TASK>
The expected answer is every line of the material that contains the word "AppError".

** Opening DATA FOR THIS EXERCISE block **

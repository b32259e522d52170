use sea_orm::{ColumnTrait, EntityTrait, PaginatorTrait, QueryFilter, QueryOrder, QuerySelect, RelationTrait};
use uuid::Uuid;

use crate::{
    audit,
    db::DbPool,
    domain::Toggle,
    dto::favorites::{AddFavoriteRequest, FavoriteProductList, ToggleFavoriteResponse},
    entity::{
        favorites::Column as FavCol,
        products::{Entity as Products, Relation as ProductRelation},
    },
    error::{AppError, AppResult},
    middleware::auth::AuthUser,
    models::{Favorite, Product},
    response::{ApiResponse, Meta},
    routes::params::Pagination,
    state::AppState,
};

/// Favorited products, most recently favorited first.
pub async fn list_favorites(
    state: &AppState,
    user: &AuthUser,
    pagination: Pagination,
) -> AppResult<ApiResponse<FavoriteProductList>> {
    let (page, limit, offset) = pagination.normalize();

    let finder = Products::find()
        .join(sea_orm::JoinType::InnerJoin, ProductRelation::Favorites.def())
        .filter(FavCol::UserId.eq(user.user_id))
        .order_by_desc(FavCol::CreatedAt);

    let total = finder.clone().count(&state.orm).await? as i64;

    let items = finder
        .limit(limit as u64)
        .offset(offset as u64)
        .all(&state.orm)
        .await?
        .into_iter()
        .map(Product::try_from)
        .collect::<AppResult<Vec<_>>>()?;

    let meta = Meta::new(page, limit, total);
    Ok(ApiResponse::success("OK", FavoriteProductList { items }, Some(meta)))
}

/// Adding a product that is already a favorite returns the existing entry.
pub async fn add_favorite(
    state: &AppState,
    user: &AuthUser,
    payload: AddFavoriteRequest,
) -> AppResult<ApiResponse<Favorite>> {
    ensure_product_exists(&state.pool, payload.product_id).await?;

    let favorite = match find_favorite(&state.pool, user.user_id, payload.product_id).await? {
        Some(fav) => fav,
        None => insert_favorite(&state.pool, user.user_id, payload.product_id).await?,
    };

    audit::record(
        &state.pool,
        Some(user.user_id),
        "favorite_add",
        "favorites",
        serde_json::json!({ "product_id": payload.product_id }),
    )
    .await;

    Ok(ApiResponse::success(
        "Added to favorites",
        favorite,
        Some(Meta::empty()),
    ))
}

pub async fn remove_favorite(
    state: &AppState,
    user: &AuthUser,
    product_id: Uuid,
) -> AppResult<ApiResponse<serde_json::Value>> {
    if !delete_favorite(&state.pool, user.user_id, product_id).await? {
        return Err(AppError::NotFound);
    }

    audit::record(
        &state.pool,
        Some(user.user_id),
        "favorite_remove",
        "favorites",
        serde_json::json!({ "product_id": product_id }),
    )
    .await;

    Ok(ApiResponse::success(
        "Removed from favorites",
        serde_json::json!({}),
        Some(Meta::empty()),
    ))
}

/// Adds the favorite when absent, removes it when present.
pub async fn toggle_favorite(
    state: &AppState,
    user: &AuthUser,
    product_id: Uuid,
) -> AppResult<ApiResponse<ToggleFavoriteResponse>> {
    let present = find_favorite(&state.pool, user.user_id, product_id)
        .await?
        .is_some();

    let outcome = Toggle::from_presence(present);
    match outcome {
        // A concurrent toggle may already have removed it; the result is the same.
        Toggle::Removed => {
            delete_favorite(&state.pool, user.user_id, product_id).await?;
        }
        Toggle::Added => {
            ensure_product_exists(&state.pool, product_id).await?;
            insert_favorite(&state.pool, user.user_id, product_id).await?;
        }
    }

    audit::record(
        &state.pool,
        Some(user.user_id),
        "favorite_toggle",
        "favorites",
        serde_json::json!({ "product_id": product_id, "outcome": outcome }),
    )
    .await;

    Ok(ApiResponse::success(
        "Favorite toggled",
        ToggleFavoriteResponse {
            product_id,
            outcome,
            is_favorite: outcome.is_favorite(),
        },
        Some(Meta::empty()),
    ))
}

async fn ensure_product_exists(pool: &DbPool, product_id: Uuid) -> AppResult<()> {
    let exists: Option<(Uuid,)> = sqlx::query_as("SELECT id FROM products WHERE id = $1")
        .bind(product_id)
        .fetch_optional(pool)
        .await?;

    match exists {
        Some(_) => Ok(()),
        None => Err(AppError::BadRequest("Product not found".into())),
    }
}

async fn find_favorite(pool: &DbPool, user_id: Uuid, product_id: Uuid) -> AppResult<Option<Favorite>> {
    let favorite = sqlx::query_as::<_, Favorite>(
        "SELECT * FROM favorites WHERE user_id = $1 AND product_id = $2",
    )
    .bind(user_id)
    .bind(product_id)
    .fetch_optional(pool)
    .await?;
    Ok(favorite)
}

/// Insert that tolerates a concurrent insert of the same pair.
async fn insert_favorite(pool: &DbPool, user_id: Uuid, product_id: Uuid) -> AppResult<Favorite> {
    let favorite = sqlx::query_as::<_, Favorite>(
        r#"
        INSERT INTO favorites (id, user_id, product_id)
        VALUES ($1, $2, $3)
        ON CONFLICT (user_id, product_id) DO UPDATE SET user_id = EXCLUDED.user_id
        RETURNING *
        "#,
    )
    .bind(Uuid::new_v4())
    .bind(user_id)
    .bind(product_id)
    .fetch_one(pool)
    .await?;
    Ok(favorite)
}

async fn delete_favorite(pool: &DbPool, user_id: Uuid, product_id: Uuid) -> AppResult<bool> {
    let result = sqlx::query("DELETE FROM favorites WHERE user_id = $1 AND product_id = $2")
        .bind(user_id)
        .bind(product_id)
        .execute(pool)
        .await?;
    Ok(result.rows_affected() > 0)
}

** Closing DATA FOR THIS EXERCISE block **

TASK ANSWER>
    error::{AppError, AppResult},
        return Err(AppError::NotFound);
        None => Err(AppError::BadRequest("Product not found".into())),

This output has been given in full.